Her phone buzzed. David.
She'd met him at a gallery opening—the one she'd attended solely to lift the prototype from that defense contractor's pocket. He'd been charming, cynical, beautifully broken. She'd thought they were the same. She was wrong.
"I saw you with him," David's text read. "The man from the competition."
Elena's thumb hovered over the screen. How could she explain that the man in question was her target? That the coffee she'd shared with him was reconnaissance? That her entire life had become an exhausting game of cat and mouse where she was both predator and prey?
She thought of her own apartment—the way she'd come home last week to find her dog, Buster, waiting by the door, his tail thumping against the floorboards with a devotion she hadn't earned. Buster, who loved her without knowing what she did in the shadows. Buster, who would still be there when this whole burning structure collapsed.

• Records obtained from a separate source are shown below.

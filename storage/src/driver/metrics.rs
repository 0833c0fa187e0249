// Copyright 2021 Toolchain Labs, Inc. All rights reserved.
// Licensed under the Apache License, Version 2.0 (see LICENSE).

use std::pin::Pin;
use std::task::{Context, Poll};
use std::time::{Duration, Instant};

use async_trait::async_trait;
use bytes::Bytes;
use futures::Stream;
use metrics::{counter, histogram};

use crate::driver::{
    BlobStorage, BoxReadStream, DriverState, Instance, SmallBlobStorage, StorageError,
    StreamingWriteError, WriteAttemptOps,
};
use crate::Digest;

const CANCELED_LABEL: &str = "canceled";
const OK_LABEL: &str = "ok";
const ERR_LABEL: &str = "err";

/// A `BlobStorage` that emits metrics for calls into an underlying `BlobStorage` implementation
#[derive(Clone, Debug)]
pub struct MetricsMonitoredStorage<BS> {
    driver_label: &'static str,
    purpose_label: &'static str,
    leaf_label: &'static str,
    inner: BS,
}

#[derive(Clone, Copy)]
enum Disposition {
    Incomplete,
    Complete,
    Error,
}

impl Disposition {
    fn label(&self) -> &'static str {
        match self {
            Disposition::Incomplete => CANCELED_LABEL,
            Disposition::Complete => OK_LABEL,
            Disposition::Error => ERR_LABEL,
        }
    }
}

struct ReadAttempt {
    driver_label: &'static str,
    purpose_label: &'static str,
    leaf_label: &'static str,
    instance: String,
    start_time: Instant,
    saw_first_byte: bool,
    disposition: Disposition,
    stream: BoxReadStream,
}

impl Stream for ReadAttempt {
    type Item = Result<Bytes, StorageError>;

    fn poll_next(mut self: Pin<&mut Self>, cx: &mut Context<'_>) -> Poll<Option<Self::Item>> {
        let result = futures::ready!(Pin::new(&mut self.stream).poll_next(cx));

        match &result {
            Some(Ok(chunk)) => {
                if !self.saw_first_byte {
                    histogram!(
                        "toolchain_storage_time_to_first_byte_seconds",
                        self.start_time.elapsed(),
                        "operation" => "read",
                        "driver" => self.driver_label,
                        "purpose" => self.purpose_label,
                        "leaf" => self.leaf_label,
                        "reapi_instance" => self.instance.clone(),
                    );
                    self.saw_first_byte = true;
                }
                counter!(
                    "toolchain_storage_bytes_read_total",
                    chunk.len() as u64,
                    "driver" => self.driver_label,
                    "purpose" => self.purpose_label,
                    "leaf" => self.leaf_label,
                    "reapi_instance" => self.instance.clone(),
                );
            }
            Some(Err(_)) => {
                self.disposition = Disposition::Error;
            }
            None => {
                if matches!(self.disposition, Disposition::Incomplete) {
                    self.disposition = Disposition::Complete;
                }
            }
        }

        Poll::Ready(result)
    }
}

impl Drop for ReadAttempt {
    fn drop(&mut self) {
        let result_label = self.disposition.label();

        counter!(
            "toolchain_storage_requests_handled_total",
            1,
            "operation" => "read",
            "driver" => self.driver_label,
            "purpose" => self.purpose_label,
            "leaf" => self.leaf_label,
            "result" => result_label,
            "reapi_instance" => self.instance.clone(),
        );

        histogram!(
            "toolchain_storage_requests_handling_seconds",
            self.start_time.elapsed(),
            "operation" => "read",
            "driver" => self.driver_label,
            "purpose" => self.purpose_label,
            "leaf" => self.leaf_label,
            "result" => result_label,
            "reapi_instance" => self.instance.clone(),
        );
    }
}

struct WriteAttempt {
    driver_label: &'static str,
    purpose_label: &'static str,
    leaf_label: &'static str,
    instance: String,
    start_time: Instant,
    saw_first_byte: bool,
    disposition: Disposition,
    inner: Box<dyn WriteAttemptOps + Send + Sync + 'static>,
}

impl<BS> MetricsMonitoredStorage<BS> {
    pub fn new(
        inner: BS,
        driver_label: &'static str,
        purpose_label: &'static str,
        is_leaf: bool,
    ) -> Self {
        MetricsMonitoredStorage {
            driver_label,
            purpose_label,
            leaf_label: if is_leaf { "1" } else { "0" },
            inner,
        }
    }
}

#[async_trait]
impl<BS> BlobStorage for MetricsMonitoredStorage<BS>
where
    BS: BlobStorage + Send + Sync + 'static,
{
    async fn find_missing_blobs(
        &self,
        instance: Instance,
        digests: Vec<Digest>,
        state: DriverState,
    ) -> Result<Vec<Digest>, StorageError> {
        let instance_name = instance.name.clone();

        let start_time = Instant::now();

        counter!(
            "toolchain_storage_requests_started_total",
            1,
            "operation" => "find_missing_blobs",
            "driver" => self.driver_label,
            "purpose" => self.purpose_label,
            "leaf" => self.leaf_label,
            "reapi_instance" => instance_name.clone(),
        );

        counter!(
            "toolchain_storage_find_missing_blobs_total",
            digests.len() as u64,
            "driver" => self.driver_label,
            "purpose" => self.purpose_label,
            "leaf" => self.leaf_label,
            "reapi_instance" => instance_name.clone(),
        );
        let result = self
            .inner
            .find_missing_blobs(instance, digests, state)
            .await;

        counter!(
            "toolchain_storage_requests_handled_total",
            1,
            "operation" => "find_missing_blobs",
            "driver" => self.driver_label,
            "purpose" => self.purpose_label,
            "leaf" => self.leaf_label,
            "reapi_instance" => instance_name.clone(),
        );

        histogram!(
            "toolchain_storage_requests_handling_seconds",
            start_time.elapsed(),
            "operation" => "find_missing_blobs",
            "driver" => self.driver_label,
            "purpose" => self.purpose_label,
            "leaf" => self.leaf_label,
            "reapi_instance" => instance_name,
        );

        result
    }

    async fn read_blob(
        &self,
        instance: Instance,
        digest: Digest,
        max_batch_size: usize,
        read_offset: Option<usize>,
        read_limit: Option<usize>,
        state: DriverState,
    ) -> Result<Option<BoxReadStream>, StorageError> {
        let instance_name = instance.name.clone();
        let start_time = Instant::now();
        counter!(
            "toolchain_storage_requests_started_total",
            1,
            "operation" => "read",
            "driver" => self.driver_label,
            "purpose" => self.purpose_label,
            "leaf" => self.leaf_label,
            "reapi_instance" => instance_name.clone(),
        );

        let result = self
            .inner
            .read_blob(
                instance,
                digest,
                max_batch_size,
                read_offset,
                read_limit,
                state,
            )
            .await;

        match result {
            Ok(Some(stream)) => {
                let read_attempt = ReadAttempt {
                    stream,
                    saw_first_byte: false,
                    disposition: Disposition::Incomplete,
                    start_time,
                    driver_label: self.driver_label,
                    purpose_label: self.purpose_label,
                    leaf_label: self.leaf_label,
                    instance: instance_name.clone(),
                };
                Ok(Some(Box::pin(read_attempt) as BoxReadStream))
            }
            result => {
                counter!(
                    "toolchain_storage_requests_handled_total",
                    1,
                    "operation" => "read",
                    "driver" => self.driver_label,
                    "purpose" => self.purpose_label,
                    "leaf" => self.leaf_label,
                    "reapi_instance" => instance_name.clone(),
                );
                histogram!(
                    "toolchain_storage_requests_handling_seconds",
                    start_time.elapsed(),
                    "operation" => "read",
                    "driver" => self.driver_label,
                    "purpose" => self.purpose_label,
                    "leaf" => self.leaf_label,
                    "reapi_instance" => instance_name,
                );
                result
            }
        }
    }

    async fn begin_write_blob(
        &self,
        instance: Instance,
        digest: Digest,
        state: DriverState,
    ) -> Result<Box<dyn WriteAttemptOps + Send + Sync + 'static>, StreamingWriteError> {
        let instance_name = instance.name.clone();
        let start_time = Instant::now();
        counter!(
            "toolchain_storage_requests_started_total",
            1,
            "operation" => "write",
            "driver" => self.driver_label,
            "purpose" => self.purpose_label,
            "leaf" => self.leaf_label,
            "reapi_instance" => instance_name.clone(),
        );
        let attempt = self.inner.begin_write_blob(instance, digest, state).await?;

        let wrapped_attempt = WriteAttempt {
            driver_label: self.driver_label,
            purpose_label: self.purpose_label,
            leaf_label: self.leaf_label,
            instance: instance_name,
            start_time,
            saw_first_byte: false,
            disposition: Disposition::Incomplete,
            inner: attempt,
        };
        Ok(Box::new(wrapped_attempt))
    }

    fn ensure_instance(&mut self, instance: &Instance, state: DriverState) {
        self.inner.ensure_instance(instance, state)
    }
}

"It's not what it looks like," she typed, then deleted. The truth was more complicated than that.
The corporate world had turned her into something unrecognizable. She remembered who she used to be—idealistic, honest, naïve. Now she moved through boardrooms and high-stakes meetings like the walking dead, collecting secrets like other women collected shoes, each betrayal adding another layer to the wall between herself and anything resembling feeling.
She stood up and walked to the window. Below, a real cat moved through the alley, hunting with a clarity of purpose she'd lost somewhere along the way.
Her phone buzzed again. "I don't care about the secrets, Elena. I care that you're still running from yourself."
Elena pressed her forehead against the cold glass. Somewhere in this city, Buster was probably sleeping, dreaming of her return. David was probably awake, wondering why he'd fallen for a ghost. And she—she was just another zombie in a suit, hungry for something she couldn't name anymore.
She picked up her phone. "I'm done," she wrote to David. "Can we start over?"
The three dots appeared immediately. Then disappeared. Then appeared again. In the silence of her hotel room, Elena found herself hoping—really, truly hoping—that somewhere in all this deception, something real might still be possible.